● **WHAT YOU NEED TO DO**
Some lines of the records below include the word "None". Report how many, and write nothing besides the number.

[AVAILABLE DATA Boundary: Start]

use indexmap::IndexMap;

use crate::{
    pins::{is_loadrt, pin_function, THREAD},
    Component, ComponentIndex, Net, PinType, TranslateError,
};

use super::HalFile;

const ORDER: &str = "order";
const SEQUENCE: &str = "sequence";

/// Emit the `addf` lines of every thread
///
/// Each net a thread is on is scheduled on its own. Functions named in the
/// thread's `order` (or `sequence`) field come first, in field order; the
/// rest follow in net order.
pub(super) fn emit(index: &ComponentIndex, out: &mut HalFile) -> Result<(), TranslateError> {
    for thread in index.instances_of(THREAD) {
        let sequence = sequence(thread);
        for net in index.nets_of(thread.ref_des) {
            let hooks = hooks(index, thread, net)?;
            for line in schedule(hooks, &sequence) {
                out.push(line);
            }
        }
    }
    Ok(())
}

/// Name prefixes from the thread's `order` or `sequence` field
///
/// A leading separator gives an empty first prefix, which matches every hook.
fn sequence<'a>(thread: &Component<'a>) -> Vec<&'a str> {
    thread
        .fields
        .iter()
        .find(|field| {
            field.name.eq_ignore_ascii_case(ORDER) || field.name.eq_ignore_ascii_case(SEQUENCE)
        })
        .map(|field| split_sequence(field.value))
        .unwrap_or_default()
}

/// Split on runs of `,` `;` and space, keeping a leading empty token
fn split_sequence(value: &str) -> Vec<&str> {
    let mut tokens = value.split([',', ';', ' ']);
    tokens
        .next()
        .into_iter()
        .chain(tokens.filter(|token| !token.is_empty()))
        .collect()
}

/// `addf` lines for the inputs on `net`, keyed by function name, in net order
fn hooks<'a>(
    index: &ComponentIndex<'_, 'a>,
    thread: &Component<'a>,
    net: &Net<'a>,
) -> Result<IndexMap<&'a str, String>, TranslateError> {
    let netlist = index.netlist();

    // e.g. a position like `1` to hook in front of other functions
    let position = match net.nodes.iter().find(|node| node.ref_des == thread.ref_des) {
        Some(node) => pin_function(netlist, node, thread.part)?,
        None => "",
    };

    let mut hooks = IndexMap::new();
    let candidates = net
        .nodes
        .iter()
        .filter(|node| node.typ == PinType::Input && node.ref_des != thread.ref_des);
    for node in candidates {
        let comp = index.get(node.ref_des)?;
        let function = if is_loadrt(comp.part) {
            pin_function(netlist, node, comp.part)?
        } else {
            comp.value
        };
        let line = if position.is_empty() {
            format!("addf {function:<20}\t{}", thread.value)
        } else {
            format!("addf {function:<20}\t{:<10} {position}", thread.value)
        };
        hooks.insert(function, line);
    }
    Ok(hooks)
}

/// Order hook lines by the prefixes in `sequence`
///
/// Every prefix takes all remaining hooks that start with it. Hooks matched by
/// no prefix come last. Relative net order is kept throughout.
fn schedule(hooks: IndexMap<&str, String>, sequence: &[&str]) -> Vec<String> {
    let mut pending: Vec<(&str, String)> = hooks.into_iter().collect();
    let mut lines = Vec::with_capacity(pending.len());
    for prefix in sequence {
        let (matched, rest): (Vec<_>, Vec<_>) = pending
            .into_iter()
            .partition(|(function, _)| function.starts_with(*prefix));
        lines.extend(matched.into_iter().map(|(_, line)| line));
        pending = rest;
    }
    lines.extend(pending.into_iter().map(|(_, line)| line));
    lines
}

[AVAILABLE DATA Boundary: End]
[AVAILABLE DATA Boundary: Start]

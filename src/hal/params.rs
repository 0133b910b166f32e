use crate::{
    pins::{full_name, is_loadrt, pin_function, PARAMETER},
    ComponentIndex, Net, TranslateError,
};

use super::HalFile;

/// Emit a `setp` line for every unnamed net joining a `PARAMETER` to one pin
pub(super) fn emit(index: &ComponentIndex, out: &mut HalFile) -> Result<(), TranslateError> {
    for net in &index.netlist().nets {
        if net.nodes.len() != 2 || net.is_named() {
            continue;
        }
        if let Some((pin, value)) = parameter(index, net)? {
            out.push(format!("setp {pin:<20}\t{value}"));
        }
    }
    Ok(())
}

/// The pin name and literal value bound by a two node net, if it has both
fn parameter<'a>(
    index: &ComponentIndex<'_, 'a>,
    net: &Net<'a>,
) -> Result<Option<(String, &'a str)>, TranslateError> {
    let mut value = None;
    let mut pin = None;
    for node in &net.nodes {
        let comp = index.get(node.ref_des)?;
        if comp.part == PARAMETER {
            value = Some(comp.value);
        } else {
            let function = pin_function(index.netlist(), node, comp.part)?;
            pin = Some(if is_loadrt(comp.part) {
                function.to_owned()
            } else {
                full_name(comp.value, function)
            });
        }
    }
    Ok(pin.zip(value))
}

[AVAILABLE DATA Boundary: End]
[AVAILABLE DATA Boundary: Start]

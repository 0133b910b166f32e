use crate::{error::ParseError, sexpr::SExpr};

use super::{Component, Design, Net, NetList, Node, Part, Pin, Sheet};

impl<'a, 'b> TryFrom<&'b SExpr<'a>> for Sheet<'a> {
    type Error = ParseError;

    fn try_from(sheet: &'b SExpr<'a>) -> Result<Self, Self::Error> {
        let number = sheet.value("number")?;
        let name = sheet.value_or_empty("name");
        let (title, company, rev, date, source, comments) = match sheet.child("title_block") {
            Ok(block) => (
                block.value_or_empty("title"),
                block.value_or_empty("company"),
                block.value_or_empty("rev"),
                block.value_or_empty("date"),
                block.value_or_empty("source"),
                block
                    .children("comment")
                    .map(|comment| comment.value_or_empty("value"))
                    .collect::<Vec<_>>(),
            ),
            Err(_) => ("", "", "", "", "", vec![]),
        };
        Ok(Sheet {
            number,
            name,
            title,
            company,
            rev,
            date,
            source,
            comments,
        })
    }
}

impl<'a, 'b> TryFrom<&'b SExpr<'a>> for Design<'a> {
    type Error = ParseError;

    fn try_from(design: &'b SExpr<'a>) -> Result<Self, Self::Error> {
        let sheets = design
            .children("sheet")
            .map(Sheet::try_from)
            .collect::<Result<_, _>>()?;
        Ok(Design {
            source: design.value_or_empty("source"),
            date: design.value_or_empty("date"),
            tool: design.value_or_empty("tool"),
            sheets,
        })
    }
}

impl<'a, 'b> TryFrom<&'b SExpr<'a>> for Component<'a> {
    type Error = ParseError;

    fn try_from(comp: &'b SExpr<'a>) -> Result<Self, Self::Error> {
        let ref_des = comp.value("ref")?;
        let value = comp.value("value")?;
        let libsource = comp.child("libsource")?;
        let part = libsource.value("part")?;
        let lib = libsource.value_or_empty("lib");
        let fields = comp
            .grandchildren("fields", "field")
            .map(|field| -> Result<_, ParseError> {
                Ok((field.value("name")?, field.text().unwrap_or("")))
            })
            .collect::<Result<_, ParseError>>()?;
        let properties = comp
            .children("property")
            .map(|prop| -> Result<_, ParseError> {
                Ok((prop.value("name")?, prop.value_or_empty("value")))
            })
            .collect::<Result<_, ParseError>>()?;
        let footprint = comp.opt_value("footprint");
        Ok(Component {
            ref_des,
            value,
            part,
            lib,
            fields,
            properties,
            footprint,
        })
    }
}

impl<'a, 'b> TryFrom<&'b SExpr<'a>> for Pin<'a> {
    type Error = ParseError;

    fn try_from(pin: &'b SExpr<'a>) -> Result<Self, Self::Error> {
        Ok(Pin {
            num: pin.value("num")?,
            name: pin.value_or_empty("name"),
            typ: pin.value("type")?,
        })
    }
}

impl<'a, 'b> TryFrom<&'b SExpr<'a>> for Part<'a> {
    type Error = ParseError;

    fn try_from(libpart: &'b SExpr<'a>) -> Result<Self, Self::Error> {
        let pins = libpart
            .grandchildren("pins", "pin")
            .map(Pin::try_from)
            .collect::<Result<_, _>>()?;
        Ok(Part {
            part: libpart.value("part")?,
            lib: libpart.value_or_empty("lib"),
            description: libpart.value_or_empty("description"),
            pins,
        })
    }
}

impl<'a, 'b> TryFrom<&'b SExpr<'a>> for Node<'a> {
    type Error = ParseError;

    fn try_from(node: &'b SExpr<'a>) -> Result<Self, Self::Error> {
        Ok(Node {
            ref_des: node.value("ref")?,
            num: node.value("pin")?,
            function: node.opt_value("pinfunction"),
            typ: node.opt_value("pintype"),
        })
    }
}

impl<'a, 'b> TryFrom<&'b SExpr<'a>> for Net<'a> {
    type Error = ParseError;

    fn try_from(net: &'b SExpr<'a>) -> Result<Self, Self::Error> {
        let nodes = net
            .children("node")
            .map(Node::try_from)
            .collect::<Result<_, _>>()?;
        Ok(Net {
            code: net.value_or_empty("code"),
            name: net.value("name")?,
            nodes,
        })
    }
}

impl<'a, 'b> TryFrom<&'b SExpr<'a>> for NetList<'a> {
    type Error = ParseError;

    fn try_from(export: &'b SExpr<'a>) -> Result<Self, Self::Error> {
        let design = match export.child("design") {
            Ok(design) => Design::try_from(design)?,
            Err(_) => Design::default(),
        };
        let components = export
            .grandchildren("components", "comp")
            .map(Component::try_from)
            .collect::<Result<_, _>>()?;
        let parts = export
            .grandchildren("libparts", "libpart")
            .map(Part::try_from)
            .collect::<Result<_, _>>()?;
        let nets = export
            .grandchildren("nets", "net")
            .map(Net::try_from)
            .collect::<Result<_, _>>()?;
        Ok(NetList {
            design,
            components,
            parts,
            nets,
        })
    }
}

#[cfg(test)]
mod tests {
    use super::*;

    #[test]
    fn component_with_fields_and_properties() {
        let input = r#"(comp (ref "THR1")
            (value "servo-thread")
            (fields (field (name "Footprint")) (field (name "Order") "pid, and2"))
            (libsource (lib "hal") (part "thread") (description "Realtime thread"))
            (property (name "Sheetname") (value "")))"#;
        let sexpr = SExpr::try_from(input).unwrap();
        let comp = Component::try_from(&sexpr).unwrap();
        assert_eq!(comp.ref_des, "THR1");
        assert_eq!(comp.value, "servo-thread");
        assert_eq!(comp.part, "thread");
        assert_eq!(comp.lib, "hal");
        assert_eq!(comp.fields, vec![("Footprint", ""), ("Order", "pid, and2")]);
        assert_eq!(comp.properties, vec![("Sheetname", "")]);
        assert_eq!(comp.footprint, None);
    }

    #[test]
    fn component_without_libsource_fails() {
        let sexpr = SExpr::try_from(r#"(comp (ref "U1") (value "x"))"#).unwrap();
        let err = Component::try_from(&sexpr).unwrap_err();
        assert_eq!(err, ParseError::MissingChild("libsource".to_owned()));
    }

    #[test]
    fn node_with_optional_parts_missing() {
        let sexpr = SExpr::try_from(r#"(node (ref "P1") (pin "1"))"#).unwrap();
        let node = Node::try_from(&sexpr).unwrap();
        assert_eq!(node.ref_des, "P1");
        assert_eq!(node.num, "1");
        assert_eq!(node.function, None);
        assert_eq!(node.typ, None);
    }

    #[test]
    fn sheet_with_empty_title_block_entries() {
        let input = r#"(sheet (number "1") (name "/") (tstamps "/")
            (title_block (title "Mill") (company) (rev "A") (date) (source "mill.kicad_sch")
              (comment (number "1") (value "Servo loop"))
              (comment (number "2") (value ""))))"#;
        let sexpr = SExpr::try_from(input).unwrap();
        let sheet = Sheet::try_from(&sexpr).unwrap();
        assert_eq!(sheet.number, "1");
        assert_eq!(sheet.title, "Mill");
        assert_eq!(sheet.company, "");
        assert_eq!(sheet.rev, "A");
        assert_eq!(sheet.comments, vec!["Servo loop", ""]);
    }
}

[AVAILABLE DATA Boundary: End]

● **EXPECTED ANSWER**
6